Comparison of Common Methods of Extraction and Rotation in Exploratory Factor Analysis to Validate the Addiction Potential Questionnaire of 12-18-Year-Old Iranian Children
Abstract
The drug crisis, especially in children, is expanding as a global challenge. The purpose of this study was to compare extraction and rotation methods in exploratory factor analysis to validate the children's addiction potential questionnaire. This cross-sectional study was conducted in 2023 on 400 students from the city of Shiraz, Iran, using a multi-stage sampling method (stratified-cluster-simple random sampling). Inclusion Criteria: Participants were students residing in Shiraz and enrolled in the first or second year of high school. After designing the questions and assessing their face and content validity, as well as reliability (using Cronbach's alpha), the final questionnaire was administered to the participants. Exploratory factor analysis was performed using various extraction and rotation methods. The statistical methods used for analysis included descriptive-analytical indices, correlation coefficients, exploratory factor analysis, and Cronbach's alpha, utilizing SPSS software version 26. This research has received ethical approval under the code IR.SUMS.SCHEANUT.REC.1402.112. The mean age of participants was 15.39±1.94 years.
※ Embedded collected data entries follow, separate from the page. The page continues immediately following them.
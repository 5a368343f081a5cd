//! `GraphStore` implementation for `Neo4jClient`.
//!
//! Every method simply delegates to the corresponding inherent method on `Neo4jClient`.

use async_trait::async_trait;

use super::client::Neo4jClient;
use super::error::StoreResult;
use super::models::*;
use super::traits::GraphStore;

#[async_trait]
impl GraphStore for Neo4jClient {
    async fn connect(&self) -> StoreResult<()> {
        self.connect().await
    }

    async fn disconnect(&self) -> StoreResult<()> {
        self.disconnect().await
    }

    async fn import_data(
        &self,
        nodes: &[GraphNode],
        relationships: &[GraphRelationship],
    ) -> StoreResult<()> {
        self.import_data(nodes, relationships).await
    }

    async fn clear_database(&self) -> StoreResult<()> {
        self.clear_database().await
    }

    async fn query(&self, query: &CypherQuery) -> StoreResult<QueryResult> {
        self.query(query).await
    }

    async fn find_node(&self, id: &str) -> StoreResult<Option<GraphNode>> {
        self.find_node(id).await
    }

    async fn find_related_nodes(
        &self,
        id: &str,
        relation_type: Option<RelationType>,
    ) -> StoreResult<Vec<GraphNode>> {
        self.find_related_nodes(id, relation_type).await
    }

    async fn get_stats(&self) -> StoreResult<GraphStats> {
        self.get_stats().await
    }
}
The face and content validity (both quantitatively and qualitatively) as well as reliability (using Cronbach's alpha) were assessed and confirmed. The best extraction method was maximum likelihood, and the optimal rotation method was Varimax. The percentage of variance explained varied across different extraction methods, with the highest percentage being 39.5% for the Generalized Least Squares method and the lowest percentage being 25.8% for the Image Factoring method. The results indicate a suitable validation of the children’s addiction potential questionnaire. The careful selection of extraction and rotation methods based on the characteristics of the data and the research objectives plays a crucial role in achieving valid results. In this study, the best extraction method was found to be maximum likelihood, and the optimal rotation method was Varimax, resulting in the identification of four factors.